#### Exercise description:
Please restate, word for word, the lines below that begin at the one with "self.server.set_element_parent(&self.key, parent)?;" and end at the one with "self.server.set_element_syncer(&self.key, choice)?;". Leave out all other lines.

#### Extracted data:
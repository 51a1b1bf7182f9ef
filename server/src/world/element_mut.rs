use glam::Vec3;
use meridian_shared::Value;

use crate::{
    error::WorldError,
    server::WorldServer,
    sync::SyncerChoice,
    world::{DestroyOutcome, Element, ElementKey},
    UserKey,
};

// ElementMut

/// Read/write view of one element, created through
/// [`Server::element_mut`](crate::Server::element_mut). Mutators that cannot
/// fail chain; mutators that enforce tree or attachment rules return
/// `Result` instead.
pub struct ElementMut<'s> {
    server: &'s mut WorldServer,
    key: ElementKey,
}

impl<'s> ElementMut<'s> {
    pub(crate) fn new(server: &'s mut WorldServer, key: &ElementKey) -> Self {
        Self { server, key: *key }
    }

    fn element_mut(&mut self) -> &mut Element {
        self.server.get_element_mut(&self.key).unwrap()
    }

    pub fn key(&self) -> ElementKey {
        self.key
    }

    pub fn set_id(&mut self, id: &str) -> &mut Self {
        self.element_mut().set_id(id);

        self
    }

    // Transform

    pub fn set_position(&mut self, position: Vec3) -> &mut Self {
        self.element_mut().transform.position = position;

        self
    }

    pub fn set_rotation(&mut self, rotation: Vec3) -> &mut Self {
        self.element_mut().transform.rotation = rotation;

        self
    }

    pub fn set_velocity(&mut self, velocity: Vec3) -> &mut Self {
        self.element_mut().transform.velocity = velocity;

        self
    }

    pub fn set_dimension(&mut self, dimension: u16) -> &mut Self {
        self.element_mut().dimension = dimension;

        self
    }

    pub fn set_interior(&mut self, interior: u8) -> &mut Self {
        self.element_mut().interior = interior;

        self
    }

    pub fn set_frozen(&mut self, frozen: bool) -> &mut Self {
        self.element_mut().frozen = frozen;

        self
    }

    pub fn set_alpha(&mut self, alpha: u8) -> &mut Self {
        self.element_mut().alpha = alpha;

        self
    }

    pub fn set_health(&mut self, health: f32) -> &mut Self {
        self.element_mut().health = health;

        self
    }

    pub fn set_model(&mut self, model: u16) -> &mut Self {
        self.element_mut().model = model;

        self
    }

    // Custom data

    pub fn set_data(&mut self, key: &str, value: Value) -> Result<&mut Self, WorldError> {
        self.element_mut().set_data(key, value)?;

        Ok(self)
    }

    pub fn remove_data(&mut self, key: &str) -> Option<Value> {
        self.element_mut().remove_data(key)
    }

    // Visibility

    pub fn set_visible_to(&mut self, user: UserKey, visible: bool) -> &mut Self {
        self.element_mut().set_visible_to(user, visible);

        self
    }

    pub fn clear_visible_to(&mut self) -> &mut Self {
        self.element_mut().clear_visible_to();

        self
    }

    // Tree and attachments

    pub fn set_parent(&mut self, parent: &ElementKey) -> Result<&mut Self, WorldError> {
        self.server.set_element_parent(&self.key, parent)?;

        Ok(self)
    }

    pub fn attach_to(
        &mut self,
        target: &ElementKey,
        pos_offset: Vec3,
        rot_offset: Vec3,
    ) -> Result<&mut Self, WorldError> {
        self.server
            .attach_element(&self.key, target, pos_offset, rot_offset)?;

        Ok(self)
    }

    pub fn detach(&mut self) -> Result<&mut Self, WorldError> {
        self.server.detach_element(&self.key, None)?;

        Ok(self)
    }

    // Sync

    pub fn set_syncer(&mut self, choice: SyncerChoice) -> Result<&mut Self, WorldError> {
        self.server.set_element_syncer(&self.key, choice)?;

        Ok(self)
    }

    /// Destroy the element (and its subtree), consuming this handle.
    pub fn destroy(self) -> Result<DestroyOutcome, WorldError> {
        self.server.destroy_element(&self.key)
    }
}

#### Answer to this problem:
        self.server.set_element_parent(&self.key, parent)?;

        Ok(self)
    }

    pub fn attach_to(
        &mut self,
        target: &ElementKey,
        pos_offset: Vec3,
        rot_offset: Vec3,
    ) -> Result<&mut Self, WorldError> {
        self.server
            .attach_element(&self.key, target, pos_offset, rot_offset)?;

        Ok(self)
    }

    pub fn detach(&mut self) -> Result<&mut Self, WorldError> {
        self.server.detach_element(&self.key, None)?;

        Ok(self)
    }

    // Sync

    pub fn set_syncer(&mut self, choice: SyncerChoice) -> Result<&mut Self, WorldError> {
        self.server.set_element_syncer(&self.key, choice)?;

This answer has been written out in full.